All lines from the one with "let root = use_node_ref();" to the end of the data: return those exactly, and only those.

══ Provided entries

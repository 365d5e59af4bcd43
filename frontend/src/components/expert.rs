use yew::prelude::*;

use super::Bot;
use crate::launcher::use_launched;
use crate::props::WidgetProps;

const DIVIDER_COLOR: &str = "#3B81F6";

/// Two chat panes side by side, rendered once the page element is visible.
#[function_component]
pub fn ExpertPage(props: &WidgetProps) -> Html {
    let root = use_node_ref();
    let launched = use_launched(root.clone());

    html! {
        <div ref={root} class="flowise-expert" style="display: flex; height: 100vh; width: 100%;">
            if launched {
                <div style="flex: 1; background-color: #ffffff;">
                    <Bot widget={props.clone()} full_page=true />
                </div>
                <div style={format!("width: 5px; height: 100vh; position: relative; background-color: {DIVIDER_COLOR};")} />
                <div style="flex: 1; background-color: #ffffff;">
                    <Bot widget={props.clone()} full_page=true />
                </div>
            }
        </div>
    }
}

════

Exercise response:
    let root = use_node_ref();
    let launched = use_launched(root.clone());

    html! {
        <div ref={root} class="flowise-expert" style="display: flex; height: 100vh; width: 100%;">
            if launched {
                <div style="flex: 1; background-color: #ffffff;">
                    <Bot widget={props.clone()} full_page=true />
                </div>
                <div style={format!("width: 5px; height: 100vh; position: relative; background-color: {DIVIDER_COLOR};")} />
                <div style="flex: 1; background-color: #ffffff;">
                    <Bot widget={props.clone()} full_page=true />
                </div>
            }
        </div>
    }
}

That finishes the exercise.